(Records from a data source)
= Beginning of Section =

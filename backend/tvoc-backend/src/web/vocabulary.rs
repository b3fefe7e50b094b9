use api_types::{
    CreateVocabulary, RandomVocabularyQuery, UpdateVocabulary, VocabularyFilter,
    VocabularyResponse,
};
use axum::{
    extract::{Path, Query},
    http::StatusCode,
    Extension, Json,
};
use tracing::instrument;

use crate::{
    database::model::{NewVocabulary, Vocabulary, VocabularyChangeset},
    error::{TvocError, TvocResult, UserError},
};

use super::{clamp_page_limit, WebConfiguration, WebDatabaseConnectionPool};

#[instrument(err, skip(database_connection_pool, configuration))]
pub async fn list_vocabulary(
    Extension(database_connection_pool): WebDatabaseConnectionPool,
    Extension(configuration): WebConfiguration,
    Query(filter): Query<VocabularyFilter>,
) -> TvocResult<Json<Vec<VocabularyResponse>>> {
    let limit = clamp_page_limit(filter.limit);
    let offset = filter.offset.unwrap_or(0).max(0);
    let filter = &filter;

    let entries = database_connection_pool
        .execute_read_committed_transaction::<_, TvocError>(
            |database_connection| {
                Box::pin(async move {
                    use crate::database::schema::vocabulary::dsl::*;
                    use diesel::{ExpressionMethods, QueryDsl, SelectableHelper};
                    use diesel_async::RunQueryDsl;

                    let mut query = vocabulary.into_boxed();
                    if let Some(filter_category) = &filter.category {
                        query = query.filter(category.eq(filter_category));
                    }
                    if let Some(filter_difficulty) = &filter.difficulty {
                        query = query.filter(difficulty.eq(filter_difficulty.as_ref()));
                    }

                    Ok(query
                        .select(Vocabulary::as_select())
                        .order(word.asc())
                        .limit(limit)
                        .offset(offset)
                        .load(database_connection)
                        .await?)
                })
            },
            configuration.maximum_transaction_retry_count,
        )
        .await?;

    Ok(Json(
        entries
            .into_iter()
            .map(VocabularyResponse::try_from)
            .collect::<TvocResult<_>>()?,
    ))
}

#[instrument(err, skip(database_connection_pool, configuration))]
pub async fn create_vocabulary(
    Extension(database_connection_pool): WebDatabaseConnectionPool,
    Extension(configuration): WebConfiguration,
    Json(create): Json<CreateVocabulary>,
) -> TvocResult<(StatusCode, Json<VocabularyResponse>)> {
    let new_vocabulary = NewVocabulary {
        word: &create.word,
        romanization: &create.romanization,
        translation: &create.translation,
        category: &create.category,
        difficulty: create.difficulty.as_ref(),
        example_sentence: create.example_sentence.as_deref(),
        example_translation: create.example_translation.as_deref(),
    };
    let new_vocabulary = &new_vocabulary;
    let create = &create;

    let entry = database_connection_pool
        .execute_transaction::<_, TvocError>(
            |database_connection| {
                Box::pin(async move {
                    use crate::database::schema::vocabulary::dsl::*;
                    use diesel::SelectableHelper;
                    use diesel_async::RunQueryDsl;

                    let result = diesel::insert_into(vocabulary)
                        .values(new_vocabulary)
                        .returning(Vocabulary::as_returning())
                        .get_result(database_connection)
                        .await;

                    match result {
                        Ok(entry) => Ok(entry),
                        Err(diesel::result::Error::DatabaseError(
                            diesel::result::DatabaseErrorKind::UniqueViolation,
                            _,
                        )) => Err(TvocError::from(UserError::DuplicateWord {
                            word: create.word.clone(),
                        })
                        .into()),
                        Err(error) => Err(error.into()),
                    }
                })
            },
            configuration.maximum_transaction_retry_count,
        )
        .await?;

    Ok((StatusCode::CREATED, Json(entry.try_into()?)))
}

#[instrument(err, skip(database_connection_pool, configuration))]
pub async fn random_vocabulary(
    Extension(database_connection_pool): WebDatabaseConnectionPool,
    Extension(configuration): WebConfiguration,
    Query(query): Query<RandomVocabularyQuery>,
) -> TvocResult<Json<Vec<VocabularyResponse>>> {
    let count = configuration.clamp_question_count(query.count);
    let query = &query;

    let entries = database_connection_pool
        .execute_read_committed_transaction::<_, TvocError>(
            |database_connection| {
                Box::pin(async move {
                    use crate::database::schema::vocabulary::dsl::*;
                    use diesel::{ExpressionMethods, QueryDsl, SelectableHelper};
                    use diesel_async::RunQueryDsl;

                    let mut sample = vocabulary.into_boxed();
                    if let Some(filter_category) = &query.category {
                        sample = sample.filter(category.eq(filter_category));
                    }
                    if let Some(filter_difficulty) = &query.difficulty {
                        sample = sample.filter(difficulty.eq(filter_difficulty.as_ref()));
                    }

                    Ok(sample
                        .select(Vocabulary::as_select())
                        .order(crate::database::random())
                        .limit(count)
                        .load(database_connection)
                        .await?)
                })
            },
            configuration.maximum_transaction_retry_count,
        )
        .await?;

    Ok(Json(
        entries
            .into_iter()
            .map(VocabularyResponse::try_from)
            .collect::<TvocResult<_>>()?,
    ))
}

#[instrument(err, skip(database_connection_pool, configuration))]
pub async fn get_vocabulary(
    Extension(database_connection_pool): WebDatabaseConnectionPool,
    Extension(configuration): WebConfiguration,
    Path(vocabulary_id): Path<i64>,
) -> TvocResult<Json<VocabularyResponse>> {
    let entry = database_connection_pool
        .execute_read_committed_transaction::<_, TvocError>(
            |database_connection| {
                Box::pin(async move {
                    use crate::database::schema::vocabulary::dsl::*;
                    use diesel::{OptionalExtension, QueryDsl, SelectableHelper};
                    use diesel_async::RunQueryDsl;

                    Ok(vocabulary
                        .find(vocabulary_id)
                        .select(Vocabulary::as_select())
                        .first(database_connection)
                        .await
                        .optional()?)
                })
            },
            configuration.maximum_transaction_retry_count,
        )
        .await?
        .ok_or(UserError::VocabularyNotFound { id: vocabulary_id })?;

    Ok(Json(entry.try_into()?))
}

#[instrument(err, skip(database_connection_pool, configuration))]
pub async fn update_vocabulary(
    Extension(database_connection_pool): WebDatabaseConnectionPool,
    Extension(configuration): WebConfiguration,
    Path(vocabulary_id): Path<i64>,
    Json(update): Json<UpdateVocabulary>,
) -> TvocResult<Json<VocabularyResponse>> {
    if update.is_noop() {
        return Err(UserError::EmptyUpdate.into());
    }

    let changeset = VocabularyChangeset {
        word: update.word.as_deref(),
        romanization: update.romanization.as_deref(),
        translation: update.translation.as_deref(),
        category: update.category.as_deref(),
        difficulty: update.difficulty.as_ref().map(AsRef::as_ref),
        example_sentence: update.example_sentence.as_deref(),
        example_translation: update.example_translation.as_deref(),
    };
    let changeset = &changeset;
    let update = &update;

    let entry = database_connection_pool
        .execute_transaction::<_, TvocError>(
            |database_connection| {
                Box::pin(async move {
                    use crate::database::schema::vocabulary::dsl::*;
                    use diesel::{OptionalExtension, QueryDsl, SelectableHelper};
                    use diesel_async::RunQueryDsl;

                    let result = diesel::update(vocabulary.find(vocabulary_id))
                        .set(changeset)
                        .returning(Vocabulary::as_returning())
                        .get_result(database_connection)
                        .await
                        .optional();

                    match result {
                        Ok(entry) => Ok(entry),
                        Err(diesel::result::Error::DatabaseError(
                            diesel::result::DatabaseErrorKind::UniqueViolation,
                            _,
                        )) => Err(TvocError::from(UserError::DuplicateWord {
                            word: update.word.clone().unwrap_or_default(),
                        })
                        .into()),
                        Err(error) => Err(error.into()),
                    }
                })
            },
            configuration.maximum_transaction_retry_count,
        )
        .await?
        .ok_or(UserError::VocabularyNotFound { id: vocabulary_id })?;

    Ok(Json(entry.try_into()?))
}

#[instrument(err, skip(database_connection_pool, configuration))]
pub async fn delete_vocabulary(
    Extension(database_connection_pool): WebDatabaseConnectionPool,
    Extension(configuration): WebConfiguration,
    Path(vocabulary_id): Path<i64>,
) -> TvocResult<StatusCode> {
    let deleted_rows = database_connection_pool
        .execute_transaction::<_, TvocError>(
            |database_connection| {
                Box::pin(async move {
                    use crate::database::schema::vocabulary::dsl::*;
                    use diesel::QueryDsl;
                    use diesel_async::RunQueryDsl;

                    Ok(diesel::delete(vocabulary.find(vocabulary_id))
                        .execute(database_connection)
                        .await?)
                })
            },
            configuration.maximum_transaction_retry_count,
        )
        .await?;

    if deleted_rows == 0 {
        return Err(UserError::VocabularyNotFound { id: vocabulary_id }.into());
    }

    Ok(StatusCode::NO_CONTENT)
}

= End of Section =

- _TASK DETAILS_:
Return only the lines between the one holding "use tracing::instrument;" and the one holding "if let Some(filter_difficulty) = &filter.difficulty", inclusive, exactly as they appear above.

- _SOLUTION TO THE EXERCISE_:
use tracing::instrument;

use crate::{
    database::model::{NewVocabulary, Vocabulary, VocabularyChangeset},
    error::{TvocError, TvocResult, UserError},
};

use super::{clamp_page_limit, WebConfiguration, WebDatabaseConnectionPool};

#[instrument(err, skip(database_connection_pool, configuration))]
pub async fn list_vocabulary(
    Extension(database_connection_pool): WebDatabaseConnectionPool,
    Extension(configuration): WebConfiguration,
    Query(filter): Query<VocabularyFilter>,
) -> TvocResult<Json<Vec<VocabularyResponse>>> {
    let limit = clamp_page_limit(filter.limit);
    let offset = filter.offset.unwrap_or(0).max(0);
    let filter = &filter;

    let entries = database_connection_pool
        .execute_read_committed_transaction::<_, TvocError>(
            |database_connection| {
                Box::pin(async move {
                    use crate::database::schema::vocabulary::dsl::*;
                    use diesel::{ExpressionMethods, QueryDsl, SelectableHelper};
                    use diesel_async::RunQueryDsl;

                    let mut query = vocabulary.into_boxed();
                    if let Some(filter_category) = &filter.category {
                        query = query.filter(category.eq(filter_category));
                    }
                    if let Some(filter_difficulty) = &filter.difficulty {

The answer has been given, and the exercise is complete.